* **AIM OF THE TASK**
Each line below must be printed again exactly.

(Stored data entries)
== Segment start ==

//! Meta-annotation semantics of annotation types

use crate::model::{Annotation, ConstantValue};
use std::collections::BTreeMap;

pub const RETENTION: &str = "java.lang.annotation.Retention";
pub const TARGET: &str = "java.lang.annotation.Target";

/// Where an annotation survives. Ordered from weakest to strongest.
#[derive(Debug, Clone, Copy, PartialEq, Eq, PartialOrd, Ord)]
pub enum RetentionPolicy {
    Source,
    Class,
    Runtime,
}

impl RetentionPolicy {
    /// Policy declared by `@Retention`, `Class` when absent.
    pub fn of<'a>(annotations: impl IntoIterator<Item = &'a Annotation>) -> Self {
        let declared = annotations
            .into_iter()
            .find(|a| a.type_name == RETENTION)
            .and_then(|a| a.member("value"));
        match declared {
            Some(ConstantValue::Enum { name, .. }) => match name.as_str() {
                "SOURCE" => RetentionPolicy::Source,
                "RUNTIME" => RetentionPolicy::Runtime,
                _ => RetentionPolicy::Class,
            },
            _ => RetentionPolicy::Class,
        }
    }

    /// SOURCE -> CLASS/RUNTIME or CLASS -> RUNTIME.
    pub fn is_escalated_to(self, new: RetentionPolicy) -> bool {
        new > self
    }
}

/// Bitmask of `ElementType` declaration contexts.
#[derive(Debug, Clone, Copy, PartialEq, Eq)]
pub struct AnnotationTargets(pub u16);

impl AnnotationTargets {
    pub const TYPE: u16 = 0x01;
    pub const FIELD: u16 = 0x02;
    pub const METHOD: u16 = 0x04;
    pub const PARAMETER: u16 = 0x08;
    pub const CONSTRUCTOR: u16 = 0x10;
    pub const LOCAL_VARIABLE: u16 = 0x20;
    pub const ANNOTATION_TYPE: u16 = 0x40;
    pub const PACKAGE: u16 = 0x80;
    pub const ALL: u16 = 0xFF;

    fn bit(element: &str) -> u16 {
        match element {
            "TYPE" => Self::TYPE,
            "FIELD" => Self::FIELD,
            "METHOD" => Self::METHOD,
            "PARAMETER" => Self::PARAMETER,
            "CONSTRUCTOR" => Self::CONSTRUCTOR,
            "LOCAL_VARIABLE" => Self::LOCAL_VARIABLE,
            "ANNOTATION_TYPE" => Self::ANNOTATION_TYPE,
            "PACKAGE" => Self::PACKAGE,
            _ => 0,
        }
    }

    /// Targets declared by `@Target`; every classic target when absent.
    pub fn of<'a>(annotations: impl IntoIterator<Item = &'a Annotation>) -> Self {
        let declared = annotations
            .into_iter()
            .find(|a| a.type_name == TARGET)
            .and_then(|a| a.member("value"));
        let Some(value) = declared else {
            return AnnotationTargets(Self::ALL);
        };
        let elements: Vec<&ConstantValue> = match value {
            ConstantValue::Array(items) => items.iter().collect(),
            single => vec![single],
        };
        let mask = elements.into_iter().fold(0, |mask, element| match element {
            ConstantValue::Enum { name, .. } => mask | Self::bit(name),
            _ => mask,
        });
        AnnotationTargets(mask)
    }

    /// True when some target allowed before is no longer allowed.
    pub fn removed_in(self, new: AnnotationTargets) -> bool {
        self.0 & !new.0 != 0
    }
}

/// Meta-annotations of an annotation type other than `@Retention`/`@Target`,
/// keyed by annotation type name.
pub fn semantic_annotations<'a>(
    annotations: impl IntoIterator<Item = &'a Annotation>,
) -> BTreeMap<&'a str, &'a Annotation> {
    annotations
        .into_iter()
        .filter(|a| a.type_name != RETENTION && a.type_name != TARGET)
        .map(|a| (a.type_name.as_str(), a))
        .collect()
}

/// Same annotation types with the same member values, member order ignored.
pub fn semantics_differ(old: &BTreeMap<&str, &Annotation>, new: &BTreeMap<&str, &Annotation>) -> bool {
    if old.len() != new.len() {
        return true;
    }
    old.iter().any(|(name, old_annotation)| match new.get(name) {
        None => true,
        Some(new_annotation) => member_values_differ(old_annotation, new_annotation),
    })
}

fn member_values_differ(old: &Annotation, new: &Annotation) -> bool {
    if old.members.len() != new.members.len() {
        return true;
    }
    new.members
        .iter()
        .any(|member| old.member(&member.name) != Some(&member.value))
}
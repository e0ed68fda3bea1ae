//! leafmark - taxonomy-driven entry retrieval and batch LLM annotation.
//!
//! Entries are text records labeled with leaf nodes from a hierarchical
//! catalog. An operator selects entries by leaf node, declares the fields
//! to extract, runs an annotation round against a completion provider, and
//! exports the merged results.

pub mod cli;
pub mod config;
pub mod llm;
pub mod models;
pub mod repository;
pub mod schema;
pub mod server;
pub mod services;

== Segment end ==

* **EXPECTED ANSWER**
//! Meta-annotation semantics of annotation types

use crate::model::{Annotation, ConstantValue};
use std::collections::BTreeMap;

pub const RETENTION: &str = "java.lang.annotation.Retention";
pub const TARGET: &str = "java.lang.annotation.Target";

/// Where an annotation survives. Ordered from weakest to strongest.
#[derive(Debug, Clone, Copy, PartialEq, Eq, PartialOrd, Ord)]
pub enum RetentionPolicy {
    Source,
    Class,
    Runtime,
}

impl RetentionPolicy {
    /// Policy declared by `@Retention`, `Class` when absent.
    pub fn of<'a>(annotations: impl IntoIterator<Item = &'a Annotation>) -> Self {
        let declared = annotations
            .into_iter()
            .find(|a| a.type_name == RETENTION)
            .and_then(|a| a.member("value"));
        match declared {
            Some(ConstantValue::Enum { name, .. }) => match name.as_str() {
                "SOURCE" => RetentionPolicy::Source,
                "RUNTIME" => RetentionPolicy::Runtime,
                _ => RetentionPolicy::Class,
            },
            _ => RetentionPolicy::Class,
        }
    }

    /// SOURCE -> CLASS/RUNTIME or CLASS -> RUNTIME.
    pub fn is_escalated_to(self, new: RetentionPolicy) -> bool {
        new > self
    }
}

/// Bitmask of `ElementType` declaration contexts.
#[derive(Debug, Clone, Copy, PartialEq, Eq)]
pub struct AnnotationTargets(pub u16);

impl AnnotationTargets {
    pub const TYPE: u16 = 0x01;
    pub const FIELD: u16 = 0x02;
    pub const METHOD: u16 = 0x04;
    pub const PARAMETER: u16 = 0x08;
    pub const CONSTRUCTOR: u16 = 0x10;
    pub const LOCAL_VARIABLE: u16 = 0x20;
    pub const ANNOTATION_TYPE: u16 = 0x40;
    pub const PACKAGE: u16 = 0x80;
    pub const ALL: u16 = 0xFF;

    fn bit(element: &str) -> u16 {
        match element {
            "TYPE" => Self::TYPE,
            "FIELD" => Self::FIELD,
            "METHOD" => Self::METHOD,
            "PARAMETER" => Self::PARAMETER,
            "CONSTRUCTOR" => Self::CONSTRUCTOR,
            "LOCAL_VARIABLE" => Self::LOCAL_VARIABLE,
            "ANNOTATION_TYPE" => Self::ANNOTATION_TYPE,
            "PACKAGE" => Self::PACKAGE,
            _ => 0,
        }
    }

    /// Targets declared by `@Target`; every classic target when absent.
    pub fn of<'a>(annotations: impl IntoIterator<Item = &'a Annotation>) -> Self {
        let declared = annotations
            .into_iter()
            .find(|a| a.type_name == TARGET)
            .and_then(|a| a.member("value"));
        let Some(value) = declared else {
            return AnnotationTargets(Self::ALL);
        };
        let elements: Vec<&ConstantValue> = match value {
            ConstantValue::Array(items) => items.iter().collect(),
            single => vec![single],
        };
        let mask = elements.into_iter().fold(0, |mask, element| match element {
            ConstantValue::Enum { name, .. } => mask | Self::bit(name),
            _ => mask,
        });
        AnnotationTargets(mask)
    }

    /// True when some target allowed before is no longer allowed.
    pub fn removed_in(self, new: AnnotationTargets) -> bool {
        self.0 & !new.0 != 0
    }
}

/// Meta-annotations of an annotation type other than `@Retention`/`@Target`,
/// keyed by annotation type name.
pub fn semantic_annotations<'a>(
    annotations: impl IntoIterator<Item = &'a Annotation>,
) -> BTreeMap<&'a str, &'a Annotation> {
    annotations
        .into_iter()
        .filter(|a| a.type_name != RETENTION && a.type_name != TARGET)
        .map(|a| (a.type_name.as_str(), a))
        .collect()
}

/// Same annotation types with the same member values, member order ignored.
pub fn semantics_differ(old: &BTreeMap<&str, &Annotation>, new: &BTreeMap<&str, &Annotation>) -> bool {
    if old.len() != new.len() {
        return true;
    }
    old.iter().any(|(name, old_annotation)| match new.get(name) {
        None => true,
        Some(new_annotation) => member_values_differ(old_annotation, new_annotation),
    })
}

fn member_values_differ(old: &Annotation, new: &Annotation) -> bool {
    if old.members.len() != new.members.len() {
        return true;
    }
    new.members
        .iter()
        .any(|member| old.member(&member.name) != Some(&member.value))
}
repository e0ed68fda3bea1ae
//! leafmark - taxonomy-driven entry retrieval and batch LLM annotation.
//!
//! Entries are text records labeled with leaf nodes from a hierarchical
//! catalog. An operator selects entries by leaf node, declares the fields
//! to extract, runs an annotation round against a completion provider, and
//! exports the merged results.

pub mod cli;
pub mod config;
pub mod llm;
pub mod models;
pub mod repository;
pub mod schema;
pub mod server;
pub mod services;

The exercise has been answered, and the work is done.